#### Recorded information:
--- START ---

pub mod machine;
pub mod types;

pub use machine::{Branch, LoginMachine, Stage, Transition, detect_branch, login_failure_text};
pub use types::{Credentials, LoginError, LoginResult, LoginState};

--- END ---

#### Exercise prompt:
Extract all of the data above without altering anything.

#### Written solution:
pub mod machine;
pub mod types;

pub use machine::{Branch, LoginMachine, Stage, Transition, detect_branch, login_failure_text};
pub use types::{Credentials, LoginError, LoginResult, LoginState};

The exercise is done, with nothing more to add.